ODEIO PSICOLOGO!

Quando eu era pequenino minha mãe me mandava lavar as mãos antes das refeições, lavar atrás das orelhas toda vez que ia tomar banho e lavar também as solas dos pés. Ao deitar tinha que fazer minha pequena oração ao meu anjo da guarda.

Pedia a benção ao meu pai e à minha mãe antes de deitar e quando queria alguma coisa perguntava se podia pegar, agradecia por poder pegar e dizia com licença ao pegar.

Aos mais velhos chamava de Senhor e Senhora e sonhava em quando fosse a minha vez de envelhecer, ser presidente ou então padre, ser respeitado pelos meus cabelos brancos e pela minha sabedoria.

Brincava com meus amigos, bolinha de gude, fazendo as caçapas com o calcanhar, rodava pião e ficava com ele girando nas mãos; roubava goiaba nas goiabeiras carregadas dos terrenos dos nossos vizinhos que as plantavam para que roubássemos e quando confraternizávamos com as meninas a gente estraçalhava pulando corda a mil por hora ou então detonando costas frágeis na queimada.

Fui crescendo e as responsabilidades foram aparecendo: estudos em colégios masculinos, educação física, basquete, voley, futebol, handebol, coisas que só os meninos faziam; no final das aulas uma corrida até a porta do colégio das meninas e o flerte diário, a labuta em querer aparecer qual pavão com suas penas abertas e exuberantes em busca de sua fêmea.

Final de semana já era compromissado com festas e aniversários – quem convidou quem e se não convidou quem poderias me levar, porque lá iria estar aquela garota que cerquei a semana inteira na saída do colégio.

Vitória!

Consegui ir a festa e com a coragem exacerbada pela Cuba Libre, aquela mistura explosiva de rum com coca-cola, ou Hi-Fi, mais explosiva ainda com Vodka e Crush, aproximávamos da garota e tirávamos para dançar e começávamos a estabelecer um contato mais íntimo. Se dançássemos mais de uma musica então, vitória completa; senão... uma musica só e era melhor esquecer e procurar outra menina pois afinal de contas aquela não era lá essas coisas, digamos que nos enganamos e saíamos de fininho.

Cresci um pouco mais ainda e um dia senti que alguma coisa estava errada comigo!

Não estava mais conseguindo me relacionar com ninguém. Havia anos que dançava mais e nem conseguia trocar umas idéias com pessoas do outro sexo que não fossem na cama.
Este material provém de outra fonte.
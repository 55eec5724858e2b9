//! Multi-page download of a script's transaction history.
//!
//! The store owns the bookkeeping: each recorded page updates the script's
//! markers, which are then re-read into the graph. This module only decides
//! which page to request next.

use std::rc::Rc;

use tracing::{debug, warn};

use crate::error::{GraphError, Result};
use crate::esplora::Request;
use crate::model::Script;

use super::Orchestrator;

/// Freshness of a script's known history.
#[derive(Copy, Clone, Debug, PartialEq, Eq)]
pub enum FetchState {
    /// Nothing has been downloaded.
    NoFetch,
    /// A multi-page fetch is underway.
    InProgress,
    /// History is complete as of `read_height`.
    Contiguous { read_height: u64 },
    /// History was complete as of `read_height`, which is below the height
    /// the caller requires.
    Stale { read_height: u64 },
}

impl FetchState {
    /// Classifies `script` for a caller requiring freshness as of `required`.
    pub fn classify(script: &Script, required: Option<u64>) -> Self {
        if script.fetch_oldest_tx().read_value().flatten().is_some() {
            return FetchState::InProgress;
        }
        match script.fetch_newest_tx_read_height().read_value().flatten() {
            Some(read_height) if required.is_some_and(|required| required > read_height) => {
                FetchState::Stale { read_height }
            }
            Some(read_height) => FetchState::Contiguous { read_height },
            None => FetchState::NoFetch,
        }
    }
}

impl Orchestrator {
    /// Brings the history of `script` up to date as of `required`.
    ///
    /// An interrupted fetch is continued first. A stale or missing history
    /// starts a new cycle at most once per call; if the source itself is
    /// behind `required`, the resulting stale state is returned as is.
    pub(super) async fn sync_script(
        &self,
        script: &Rc<Script>,
        address: &str,
        required: Option<u64>,
    ) -> Result<FetchState> {
        self.reload_script(script.id())?;
        let mut started = false;
        loop {
            let state = FetchState::classify(script, required);
            match state {
                FetchState::Contiguous { .. } => return Ok(state),
                FetchState::InProgress => self.fetch_next_page(script, address, required).await?,
                FetchState::Stale { read_height } if started => {
                    warn!(address, read_height, ?required, "history still stale after refresh");
                    return Ok(state);
                }
                FetchState::NoFetch if started => {
                    return Err(GraphError::Stalled {
                        address: address.to_string(),
                    })
                }
                FetchState::NoFetch | FetchState::Stale { .. } => {
                    started = true;
                    self.fetch_first_page(address, required).await?;
                    self.reload_script(script.id())?;
                }
            }
        }
    }

    /// Starts a fetch cycle: the chain tip, then the newest history page.
    pub(super) async fn fetch_first_page(&self, address: &str, cycle: Option<u64>) -> Result<()> {
        debug!(address, ?cycle, "starting history fetch");
        self.download(&Request::TipHeight, cycle).await?;
        self.download(
            &Request::AddressTxs {
                address: address.to_string(),
                last_seen: None,
            },
            cycle,
        )
        .await?;
        Ok(())
    }

    /// Requests the page after the oldest transaction fetched so far. A page
    /// that does not move the oldest marker means the fetch cannot progress.
    async fn fetch_next_page(
        &self,
        script: &Rc<Script>,
        address: &str,
        cycle: Option<u64>,
    ) -> Result<()> {
        let stalled = || GraphError::Stalled {
            address: address.to_string(),
        };
        let oldest = script
            .fetch_oldest_tx()
            .read_value()
            .flatten()
            .ok_or_else(stalled)?;
        let last_seen = self.tx(oldest).txid().await?;
        debug!(address, %last_seen, "fetching next history page");
        self.download(
            &Request::AddressTxs {
                address: address.to_string(),
                last_seen: Some(last_seen),
            },
            cycle,
        )
        .await?;
        self.reload_script(script.id())?;
        if script.fetch_oldest_tx().read_value().flatten() == Some(oldest) {
            return Err(stalled());
        }
        Ok(())
    }
}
Recomendaram-me como solução final para essa crise de idade, não sei se de meia idade ou inteira, nem sei se de identidade, recomendaram ir a um psicólogo.

O único ser na face da Terra que poderia me ajudar.

Pouco a pouco vou descobrindo um mundo novo, um mundo no qual havia vivido, mas, que agora percebia que não prestara atenção em nada à minha volta nem no que me acontecera durante minha infeliz infância, infeliz adolescência e infeliz idade adulta que agora começava a cobrar um preço altíssimo pela minha invigilância.

Como pude me deixar reprimir por aquela mãe castradora que não estava interessada em me educar para o mundo real e cruel no qual cresceria. Humilhava-me e me submetia a ritos arcaicos para uma futura manutenção de um status quo social no qual ela fora castrada.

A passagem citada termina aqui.